For a vegan-friendly garnish, opt for cold and crunchy green grapes, chopped marcona almonds and a drizzle of olive oil, or a meatier substitute, like shaved trumpet mushrooms and shallots, sautéd in a little olive oil.
N.B. It's naturally Vegan & can be Gluten-free
The soup is naturally vegan, and could be made gluten-free by using a Keto-friendly sliced white bread, crusts off (thanks to a friend for pointing out this easy substitute). Or if you're baking your own loaf, you can use a gluten-free baking flour which usually contains some combination of tapioca, garbanzo, coconut, potato, millet or rice flours.
Don't forget to tag & share your creations on Instagram #bekatarieats
*To core a tomato, remove the little hard stem from the top using a paring knife. To score a tomato, turn it upside down lightly score an X through the skin right across the tail.
**You can use an immersion blender, countertop blender or a food processor with the sabatier blade.

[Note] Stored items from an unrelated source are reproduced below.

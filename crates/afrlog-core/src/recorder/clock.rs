//! Shared recorder with its sampling clock
//!
//! Wraps a [`Recorder`] behind a mutex together with the tokio task that
//! ticks it. All commands go through the lock, so the recorder behaves the
//! same on a multi-threaded runtime as on a single thread.

use std::sync::{Arc, Mutex, MutexGuard, PoisonError, Weak};
use std::time::Duration;

use tokio::runtime::Handle;
use tokio::task::JoinHandle;
use tokio::time::{interval_at, Instant, MissedTickBehavior};

use super::{Recorder, RecorderConfig, RecorderError, RecordingState};
use crate::stream::SampleSink;

/// Recorder state plus the clock driving it
#[derive(Debug)]
struct Inner {
    recorder: Recorder,
    /// Armed clock task, present exactly while running
    clock: Option<JoinHandle<()>>,
    /// Bumped every time a clock is armed; a clock only ticks for its own epoch
    epoch: u64,
}

impl Drop for Inner {
    fn drop(&mut self) {
        if let Some(task) = self.clock.take() {
            task.abort();
        }
    }
}

/// Cloneable handle to the process recorder
#[derive(Debug, Clone)]
pub struct SharedRecorder {
    inner: Arc<Mutex<Inner>>,
}

impl Default for SharedRecorder {
    fn default() -> Self {
        Self::new(RecorderConfig::default())
    }
}

impl SharedRecorder {
    /// Create an idle recorder
    pub fn new(config: RecorderConfig) -> Self {
        Self {
            inner: Arc::new(Mutex::new(Inner {
                recorder: Recorder::new(config),
                clock: None,
                epoch: 0,
            })),
        }
    }

    fn lock(&self) -> MutexGuard<'_, Inner> {
        // Every command leaves the state consistent, so a poisoned lock is still usable
        self.inner.lock().unwrap_or_else(PoisonError::into_inner)
    }

    /// Store the latest sample
    pub fn update_latest(&self, value: f64) {
        self.lock().recorder.update_latest(value);
    }

    /// Most recent sample
    pub fn latest_value(&self) -> f64 {
        self.lock().recorder.latest_value()
    }

    /// Check if recording is active
    pub fn is_running(&self) -> bool {
        self.lock().recorder.is_running()
    }

    /// Number of series
    pub fn series_count(&self) -> usize {
        self.lock().recorder.series().len()
    }

    /// Copy of the observable state
    pub fn snapshot(&self) -> RecordingState {
        self.lock().recorder.snapshot()
    }

    /// Start recording into a new series and arm the sampling clock.
    ///
    /// Must be called from within a tokio runtime. Starting while already
    /// running returns [`RecorderError::AlreadyRunning`] and never arms a
    /// second clock.
    pub fn start(&self) -> Result<(), RecorderError> {
        let runtime = Handle::try_current().map_err(|_| RecorderError::NoRuntime)?;

        let mut inner = self.lock();
        inner.recorder.start()?;

        inner.epoch += 1;
        let epoch = inner.epoch;
        let period = inner.recorder.config().resolution;
        let task = runtime.spawn(run_clock(Arc::downgrade(&self.inner), epoch, period));
        inner.clock = Some(task);

        tracing::debug!(epoch, period_ms = period.as_millis() as u64, "sampling clock armed");
        Ok(())
    }

    /// Stop recording.
    ///
    /// When this returns no further tick can append to any series. Stopping
    /// an idle recorder does nothing.
    pub fn stop(&self) {
        let mut inner = self.lock();
        if let Some(task) = inner.clock.take() {
            task.abort();
            tracing::debug!(epoch = inner.epoch, "sampling clock disarmed");
        }
        inner.recorder.stop();
    }

    /// Begin a new series, returning its index
    pub fn split(&self) -> usize {
        self.lock().recorder.split()
    }

    /// Reset to a single empty series. Running state and clock are kept.
    pub fn clear(&self) {
        self.lock().recorder.clear();
    }

    /// Rename the series at `index`
    pub fn rename(&self, index: usize, name: impl Into<String>) -> Result<(), RecorderError> {
        self.lock().recorder.rename(index, name)
    }
}

impl SampleSink for SharedRecorder {
    fn update_latest(&mut self, value: f64) {
        SharedRecorder::update_latest(self, value);
    }
}

/// Sampling clock task.
///
/// The first tick fires one period after arming. Late ticks are skipped
/// rather than bunched up, so missed samples are never backfilled.
async fn run_clock(inner: Weak<Mutex<Inner>>, epoch: u64, period: Duration) {
    let mut ticker = interval_at(Instant::now() + period, period);
    ticker.set_missed_tick_behavior(MissedTickBehavior::Skip);

    loop {
        ticker.tick().await;
        if !tick_epoch(&inner, epoch) {
            break;
        }
    }
}

/// Apply one tick if the clock for `epoch` is still the armed one.
///
/// Returns `false` once the clock is stale and should exit.
fn tick_epoch(inner: &Weak<Mutex<Inner>>, epoch: u64) -> bool {
    let Some(shared) = inner.upgrade() else {
        return false;
    };
    let mut guard = shared.lock().unwrap_or_else(PoisonError::into_inner);
    if guard.epoch != epoch || !guard.recorder.is_running() {
        return false;
    }
    guard.recorder.tick();
    true
}

#[cfg(test)]
mod tests {
    use super::*;

    #[test]
    fn test_start_without_runtime() {
        let recorder = SharedRecorder::default();
        assert_eq!(recorder.start(), Err(RecorderError::NoRuntime));
        assert!(!recorder.is_running());
        assert_eq!(recorder.series_count(), 0);
    }

    #[tokio::test(start_paused = true)]
    async fn test_clock_ticks_at_resolution() {
        let recorder = SharedRecorder::default();
        recorder.update_latest(13.5);
        recorder.start().unwrap();

        // Nothing before the first period elapses
        tokio::time::sleep(Duration::from_millis(150)).await;
        assert!(recorder.snapshot().series[0].is_empty());

        tokio::time::sleep(Duration::from_millis(300)).await;
        assert_eq!(recorder.snapshot().series[0].data, vec![13.5, 13.5]);

        recorder.stop();
    }
}
//! AFR logger front end
//!
//! Connects a byte source to the recorder and drives it from stdin commands.
//! Logs go to stderr so `export` output on stdout stays clean.

pub mod commands;
pub mod source;

use std::path::PathBuf;

use afrlog_core::config::LoggerConfig;
use afrlog_core::recorder::SharedRecorder;
use afrlog_core::stream::pump;
use anyhow::{bail, Context};
use clap::Parser;
use tokio::io::{AsyncBufReadExt, BufReader};

use commands::{Outcome, Session, HELP};
use source::Source;

/// Command line arguments
#[derive(Debug, Parser)]
#[command(name = "afrlog", version, about = "Record wideband AFR readings into takes")]
pub struct Args {
    /// Serial port the sensor is connected to
    #[arg(long)]
    pub port: Option<String>,

    /// Serial baud rate
    #[arg(long)]
    pub baud: Option<u32>,

    /// Read raw sensor output from a file instead of a port
    #[arg(long, conflicts_with = "port")]
    pub input: Option<PathBuf>,

    /// Use the simulated sensor
    #[arg(long, conflicts_with_all = ["port", "input"])]
    pub demo: bool,

    /// Sampling period in milliseconds
    #[arg(long)]
    pub resolution_ms: Option<u64>,

    /// Config file (defaults to <config dir>/afrlog/config.json when present)
    #[arg(long)]
    pub config: Option<PathBuf>,

    /// List serial ports and exit
    #[arg(long)]
    pub list_ports: bool,
}

impl Args {
    /// Load the config file and apply command line overrides
    pub fn resolve_config(&self) -> anyhow::Result<LoggerConfig> {
        let mut config = match &self.config {
            Some(path) => LoggerConfig::load(path)
                .with_context(|| format!("failed to load config {}", path.display()))?,
            None => match LoggerConfig::default_path().filter(|p| p.exists()) {
                Some(path) => LoggerConfig::load(&path)
                    .with_context(|| format!("failed to load config {}", path.display()))?,
                None => LoggerConfig::default(),
            },
        };

        if let Some(port) = &self.port {
            config.port_name = port.clone();
        }
        if let Some(baud) = self.baud {
            config.baud_rate = baud;
        }
        if let Some(resolution_ms) = self.resolution_ms {
            config.resolution_ms = resolution_ms;
        }
        config.validate()?;
        Ok(config)
    }

    /// Pick the byte source
    pub fn source(&self, config: &LoggerConfig) -> anyhow::Result<Source> {
        if self.demo {
            return Ok(Source::Demo);
        }
        if let Some(path) = &self.input {
            return Ok(Source::File(path.clone()));
        }
        if config.port_name.is_empty() {
            bail!("no byte source: pass --port, --input or --demo");
        }
        Ok(Source::Serial {
            port: config.port_name.clone(),
            baud_rate: config.baud_rate,
        })
    }
}

/// Run the logger until `quit` or end of stdin
pub async fn run(args: Args) -> anyhow::Result<()> {
    if args.list_ports {
        for port in source::list_ports()? {
            println!("{port}");
        }
        return Ok(());
    }

    let config = args.resolve_config()?;
    let source = args.source(&config)?;
    let recorder = SharedRecorder::new(config.recorder_config()?);

    let reader = source.open().await?;
    tracing::info!(%source, "connected");

    let mut sink = recorder.clone();
    let mut pump_task = tokio::spawn(async move { pump(reader, &mut sink).await });
    let mut pump_done = false;

    let mut session = Session::new(recorder.clone());
    let mut lines = BufReader::new(tokio::io::stdin()).lines();
    let mut stdout = std::io::stdout();
    println!("{HELP}");

    loop {
        tokio::select! {
            line = lines.next_line() => {
                let Some(line) = line.context("failed to read command")? else {
                    break;
                };
                if session.handle_line(&line, &mut stdout)? == Outcome::Quit {
                    break;
                }
            }
            result = &mut pump_task, if !pump_done => {
                pump_done = true;
                match result {
                    Ok(Ok(stats)) => tracing::info!(?stats, "byte source closed"),
                    Ok(Err(e)) => tracing::error!("byte source failed: {e}"),
                    Err(e) => tracing::error!("pump task failed: {e}"),
                }
            }
        }
    }

    recorder.stop();
    pump_task.abort();
    Ok(())
}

**Science is awesome! You're trying to add oil to a vinegar and water-based liquid, which typically does NOT mix. Blending rapidly while slowly streaming oil into the mixture causes emulsification, which allows the oil to mix with the water and vinegar and distribute evenly—and even attract water. You can also use this method when making vinaigrette for salads, or savory spreads like aioli.